WHAT YOU SHOULD DO: In the data below, find each line that contains the word "crate" and copy it.
——————————
//! Application services
//!
//! Concrete service implementations that orchestrate domain logic.
//! Services depend on I/O boundary traits (FileSystem, AnnotateTransport)
//! but are themselves concrete structs, not traits.

mod request_builder;

pub use request_builder::RequestBuilder;
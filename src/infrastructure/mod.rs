//! Infrastructure layer: I/O implementations and DI container
//!
//! This layer implements I/O boundary traits, talks to the Vision API
//! and wires up services.

pub mod client;
pub mod credentials;
pub mod di;
pub mod error;
pub mod http;
pub mod traits;

pub use error::{InfraError, InfraResult};
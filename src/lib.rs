//! Command-line client for the Google Cloud Vision `images:annotate` API.
//!
//! One run parses the feature switches and image sources, builds a single
//! batch request, submits it, and prints the per-image responses as JSON.

pub mod application;
pub mod cli;
pub mod config;
pub mod domain;
pub mod exitcode;
pub mod infrastructure;
pub mod util;
//! Dependency wiring

pub mod service_container;

pub use service_container::ServiceContainer;
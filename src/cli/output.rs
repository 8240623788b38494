//! Terminal output formatting with colors
//!
//! Respects NO_COLOR, CLICOLOR, CLICOLOR_FORCE automatically.

use colored::Colorize;

/// Print error (red bold "error:" prefix) to stderr
pub fn error(msg: &(impl std::fmt::Display + ?Sized)) {
    eprintln!("{}: {}", "error".red().bold(), msg);
}

/// Print usage line (no color) to stderr
pub fn usage(msg: &(impl std::fmt::Display + ?Sized)) {
    eprintln!("{}", msg);
}

/// Print data to stdout verbatim (caller supplies the trailing newline)
pub fn data(text: &str) {
    print!("{}", text);
}
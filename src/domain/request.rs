//! Batch request and response shapes of `images:annotate`

use serde::{Deserialize, Serialize};
use serde_json::Value;

use super::FeatureRequest;

/// Where the service finds the image bytes.
#[derive(Debug, Clone, PartialEq, Eq, Serialize)]
pub enum Image {
    /// Base64-encoded image bytes
    #[serde(rename = "content")]
    Content(String),
    /// Reference the service resolves itself
    #[serde(rename = "source")]
    Source(ImageReference),
}

#[derive(Debug, Clone, PartialEq, Eq, Serialize)]
#[serde(rename_all = "camelCase")]
pub enum ImageReference {
    GcsImageUri(String),
    ImageUri(String),
}

/// One entry of the batch: an image plus the features to run on it.
#[derive(Debug, Clone, PartialEq, Eq, Serialize)]
pub struct AnnotateImageRequest {
    pub image: Image,
    pub features: Vec<FeatureRequest>,
}

/// The batch sent in a single call.
#[derive(Debug, Clone, PartialEq, Eq, Serialize)]
pub struct AnnotationRequest {
    requests: Vec<AnnotateImageRequest>,
}

impl AnnotationRequest {
    pub fn new(requests: Vec<AnnotateImageRequest>) -> Self {
        Self { requests }
    }

    pub fn entries(&self) -> &[AnnotateImageRequest] {
        &self.requests
    }

    pub fn len(&self) -> usize {
        self.requests.len()
    }

    pub fn is_empty(&self) -> bool {
        self.requests.is_empty()
    }
}

/// The batch result, index-aligned with the request.
///
/// Entries are opaque: annotations or a per-image `error` object, kept
/// exactly as the service sent them.
#[derive(Debug, Clone, Default, PartialEq, Serialize, Deserialize)]
pub struct AnnotationResponse {
    #[serde(default)]
    pub responses: Vec<Value>,
}

impl AnnotationResponse {
    pub fn new(responses: Vec<Value>) -> Self {
        Self { responses }
    }

    pub fn len(&self) -> usize {
        self.responses.len()
    }

    pub fn is_empty(&self) -> bool {
        self.responses.is_empty()
    }
}
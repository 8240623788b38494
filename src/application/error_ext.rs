//! Error conversion helpers for reading image sources
//!
//! Provides an extension trait that attaches the offending source to I/O errors.

use std::io;

use crate::application::{ApplicationError, ApplicationResult};
use crate::domain::ImageSource;

/// Extension trait for converting `io::Result` to `ApplicationResult` with context.
pub trait IoResultExt<T> {
    /// Name the image source an I/O error belongs to.
    ///
    /// # Example
    /// ```ignore
    /// fs.read(path).with_source_context(&source)?;
    /// ```
    fn with_source_context(self, source: &ImageSource) -> ApplicationResult<T>;
}

impl<T> IoResultExt<T> for io::Result<T> {
    fn with_source_context(self, source: &ImageSource) -> ApplicationResult<T> {
        self.map_err(|e| ApplicationError::Construction {
            source_name: source.to_string(),
            source: e,
        })
    }
}
//! I/O boundary traits for testability
//!
//! These traits abstract external I/O operations, allowing services
//! to be tested with mock implementations.

use std::io;
use std::path::Path;

use crate::domain::{AnnotationRequest, AnnotationResponse};
use crate::infrastructure::InfraResult;

/// Filesystem abstraction for testability.
pub trait FileSystem: Send + Sync {
    /// Read file contents as raw bytes.
    fn read(&self, path: &Path) -> io::Result<Vec<u8>>;
}

/// Remote annotation endpoint.
///
/// One call submits one batch and blocks until the whole batch response
/// arrives or the call fails.
pub trait AnnotateTransport: Send + Sync {
    fn annotate(&self, request: &AnnotationRequest) -> InfraResult<AnnotationResponse>;
}

// ============================================================
// REAL IMPLEMENTATIONS
// ============================================================

/// Real filesystem implementation.
#[derive(Debug, Default)]
pub struct RealFileSystem;

impl FileSystem for RealFileSystem {
    fn read(&self, path: &Path) -> io::Result<Vec<u8>> {
        std::fs::read(path)
    }
}
//! Configuration management with layered loading
//!
//! Precedence (lowest to highest):
//! 1. Compiled defaults
//! 2. Config file: `--config <FILE>`, else `$XDG_CONFIG_HOME/pigeon/pigeon.toml`
//! 3. Environment variables: `PIGEON_*` prefix
//!
//! The `--max-results` switch is applied on top by the CLI layer.

use std::collections::HashMap;
use std::fmt;
use std::path::{Path, PathBuf};

use config::{Config, ConfigError, Environment};
use directories::ProjectDirs;
use serde::Deserialize;

use crate::application::ApplicationError;
use crate::domain::FeatureKind;
use crate::infrastructure::http::VISION_API_URL;

/// Feature requested when no feature switch is given.
pub const DEFAULT_FEATURE: FeatureKind = FeatureKind::Face;

/// Unified configuration for pigeon.
#[derive(Clone, PartialEq, Eq)]
pub struct Settings {
    /// `images:annotate` endpoint URL
    pub endpoint: String,
    /// Google Cloud API key
    pub api_key: Option<String>,
    /// OAuth access token, used when no API key is set
    pub access_token: Option<String>,
    /// Feature used when no switch selects one
    pub default_feature: FeatureKind,
    /// Per-feature result limit (service default when unset)
    pub max_results: Option<u32>,
}

impl Default for Settings {
    fn default() -> Self {
        Self {
            endpoint: VISION_API_URL.to_string(),
            api_key: None,
            access_token: None,
            default_feature: DEFAULT_FEATURE,
            max_results: None,
        }
    }
}

impl fmt::Debug for Settings {
    fn fmt(&self, f: &mut fmt::Formatter<'_>) -> fmt::Result {
        let redact = |v: &Option<String>| v.as_ref().map(|_| "<redacted>");
        f.debug_struct("Settings")
            .field("endpoint", &self.endpoint)
            .field("api_key", &redact(&self.api_key))
            .field("access_token", &redact(&self.access_token))
            .field("default_feature", &self.default_feature)
            .field("max_results", &self.max_results)
            .finish()
    }
}

/// Raw settings for intermediate parsing (`None` → not specified, inherit).
#[derive(Debug, Clone, Deserialize, Default)]
#[serde(default, deny_unknown_fields)]
pub struct RawSettings {
    pub endpoint: Option<String>,
    pub api_key: Option<String>,
    pub access_token: Option<String>,
    pub default_feature: Option<FeatureKind>,
    pub max_results: Option<u32>,
}

/// Get the XDG config directory for pigeon.
pub fn global_config_dir() -> Option<PathBuf> {
    ProjectDirs::from("", "", "pigeon").map(|dirs| dirs.config_dir().to_path_buf())
}

/// Get the path to the global config file.
pub fn global_config_path() -> Option<PathBuf> {
    global_config_dir().map(|dir| dir.join("pigeon.toml"))
}

/// Load a TOML file into RawSettings for manual merging.
fn load_raw_settings(path: &Path) -> Result<RawSettings, ApplicationError> {
    let content = std::fs::read_to_string(path).map_err(|e| ApplicationError::Config {
        message: format!("read {}: {}", path.display(), e),
    })?;
    toml::from_str(&content).map_err(|e| ApplicationError::Config {
        message: format!("parse {}: {}", path.display(), e),
    })
}

impl Settings {
    /// Merge overlay config onto self (base): overlay wins if Some.
    fn merge_with(&self, overlay: &RawSettings) -> Self {
        Self {
            endpoint: overlay
                .endpoint
                .clone()
                .unwrap_or_else(|| self.endpoint.clone()),
            api_key: overlay.api_key.clone().or_else(|| self.api_key.clone()),
            access_token: overlay
                .access_token
                .clone()
                .or_else(|| self.access_token.clone()),
            default_feature: overlay.default_feature.unwrap_or(self.default_feature),
            max_results: overlay.max_results.or(self.max_results),
        }
    }

    /// Load settings with layered precedence.
    ///
    /// # Arguments
    /// * `config_file` - Explicit config file; must exist. When `None`, the
    ///   global config is used if present.
    pub fn load(config_file: Option<&Path>) -> Result<Self, ApplicationError> {
        Self::load_with_env(config_file, None)
    }

    /// Like [`Settings::load`], reading `PIGEON_*` variables from `env`
    /// instead of the process environment when given.
    pub fn load_with_env(
        config_file: Option<&Path>,
        env: Option<HashMap<String, String>>,
    ) -> Result<Self, ApplicationError> {
        // 1. Start with defaults
        let mut current = Self::default();

        // 2. Config file
        let path = match config_file {
            Some(path) => Some(path.to_path_buf()),
            None => global_config_path().filter(|p| p.exists()),
        };
        if let Some(path) = path {
            let raw = load_raw_settings(&path)?;
            current = current.merge_with(&raw);
        }

        // 3. Environment variables (explicit override)
        current = Self::apply_env_overrides(current, env)?;

        Ok(current)
    }

    /// Apply PIGEON_* environment variables as explicit overrides.
    fn apply_env_overrides(
        mut settings: Self,
        env: Option<HashMap<String, String>>,
    ) -> Result<Self, ApplicationError> {
        // Use config crate just for env var parsing
        let config = Config::builder()
            .add_source(
                Environment::with_prefix("PIGEON")
                    .prefix_separator("_")
                    .source(env),
            )
            .build()
            .map_err(config_err)?;

        if let Some(val) = optional(config.get_string("endpoint"))? {
            settings.endpoint = val;
        }
        if let Some(val) = optional(config.get_string("api_key"))? {
            settings.api_key = Some(val);
        }
        if let Some(val) = optional(config.get_string("access_token"))? {
            settings.access_token = Some(val);
        }
        if let Some(val) = optional(config.get_string("default_feature"))? {
            settings.default_feature = val.parse().map_err(|e| ApplicationError::Config {
                message: format!("PIGEON_DEFAULT_FEATURE: {e}"),
            })?;
        }
        if let Some(val) = optional(config.get_int("max_results"))? {
            let max = u32::try_from(val).map_err(|_| ApplicationError::Config {
                message: format!("PIGEON_MAX_RESULTS: out of range: {val}"),
            })?;
            settings.max_results = Some(max);
        }

        Ok(settings)
    }

    /// Generate a template config file.
    pub fn template() -> String {
        r#"# pigeon configuration
#
# Locations (by precedence, lowest to highest):
#   File: ~/.config/pigeon/pigeon.toml, or the file given with --config
#   Env:  PIGEON_* environment variables (explicit overrides)

# Vision API endpoint
# endpoint = "https://vision.googleapis.com/v1/images:annotate"

# Credentials: an API key, or an OAuth access token (api_key wins if both are set)
# api_key = "AIza..."
# access_token = "ya29..."

# Feature requested when no feature switch is given
# (face, landmark, logo, label, text, safe-search, image-properties)
# default_feature = "face"

# Maximum number of results per feature (service default when unset)
# max_results = 10
"#
        .to_string()
    }
}

/// Treat a missing key as `None`, anything else as an error.
fn optional<T>(result: Result<T, ConfigError>) -> Result<Option<T>, ApplicationError> {
    match result {
        Ok(val) => Ok(Some(val)),
        Err(ConfigError::NotFound(_)) => Ok(None),
        Err(e) => Err(config_err(e)),
    }
}

fn config_err(e: ConfigError) -> ApplicationError {
    ApplicationError::Config {
        message: e.to_string(),
    }
}

#[cfg(test)]
mod tests {
    use super::*;

    fn env(vars: &[(&str, &str)]) -> Option<HashMap<String, String>> {
        Some(
            vars.iter()
                .map(|(k, v)| (k.to_string(), v.to_string()))
                .collect(),
        )
    }

    #[test]
    fn given_no_overrides_when_loading_then_uses_defaults() {
        let settings = Settings::default().merge_with(&RawSettings::default());
        assert_eq!(settings, Settings::default());
        assert_eq!(settings.endpoint, VISION_API_URL);
        assert_eq!(settings.default_feature, FeatureKind::Face);
        assert!(settings.max_results.is_none());
    }

    #[test]
    fn given_overlay_when_merging_then_overlay_wins_field_by_field() {
        let base = Settings {
            api_key: Some("base-key".into()),
            ..Settings::default()
        };
        let overlay = RawSettings {
            default_feature: Some(FeatureKind::Label),
            max_results: Some(3),
            ..RawSettings::default()
        };

        let result = base.merge_with(&overlay);

        assert_eq!(result.api_key.as_deref(), Some("base-key"));
        assert_eq!(result.default_feature, FeatureKind::Label);
        assert_eq!(result.max_results, Some(3));
        assert_eq!(result.endpoint, VISION_API_URL);
    }

    #[test]
    fn given_env_vars_when_applying_then_replace_values() {
        let settings = Settings::apply_env_overrides(
            Settings::default(),
            env(&[
                ("PIGEON_API_KEY", "env-key"),
                ("PIGEON_DEFAULT_FEATURE", "safe-search"),
                ("PIGEON_MAX_RESULTS", "4"),
                ("PIGEON_ENDPOINT", "http://localhost:8080/v1/images:annotate"),
            ]),
        )
        .unwrap();

        assert_eq!(settings.api_key.as_deref(), Some("env-key"));
        assert_eq!(settings.default_feature, FeatureKind::SafeSearch);
        assert_eq!(settings.max_results, Some(4));
        assert_eq!(settings.endpoint, "http://localhost:8080/v1/images:annotate");
    }

    #[test]
    fn given_unknown_default_feature_in_env_when_applying_then_config_error() {
        let err = Settings::apply_env_overrides(
            Settings::default(),
            env(&[("PIGEON_DEFAULT_FEATURE", "crop-hints")]),
        )
        .unwrap_err();

        assert!(matches!(err, ApplicationError::Config { .. }));
        assert!(err.to_string().contains("crop-hints"));
    }

    #[test]
    fn given_negative_max_results_in_env_when_applying_then_config_error() {
        let err = Settings::apply_env_overrides(
            Settings::default(),
            env(&[("PIGEON_MAX_RESULTS", "-1")]),
        )
        .unwrap_err();

        assert!(matches!(err, ApplicationError::Config { .. }));
    }

    #[test]
    fn test_debug_redacts_secrets() {
        let settings = Settings {
            api_key: Some("AIza-secret".into()),
            access_token: Some("ya29-secret".into()),
            ..Settings::default()
        };
        let printed = format!("{settings:?}");
        assert!(!printed.contains("secret"));
        assert!(printed.contains("<redacted>"));
    }

    #[test]
    fn test_template_parses() {
        let raw: RawSettings = toml::from_str(&Settings::template()).unwrap();
        assert!(raw.api_key.is_none());
        assert!(raw.default_feature.is_none());
    }
}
——————————
ANSWER:
use crate::application::{ApplicationError, ApplicationResult};
use crate::domain::ImageSource;
use crate::domain::{AnnotationRequest, AnnotationResponse};
use crate::infrastructure::InfraResult;
use crate::application::ApplicationError;
use crate::domain::FeatureKind;
use crate::infrastructure::http::VISION_API_URL;
        // Use config crate just for env var parsing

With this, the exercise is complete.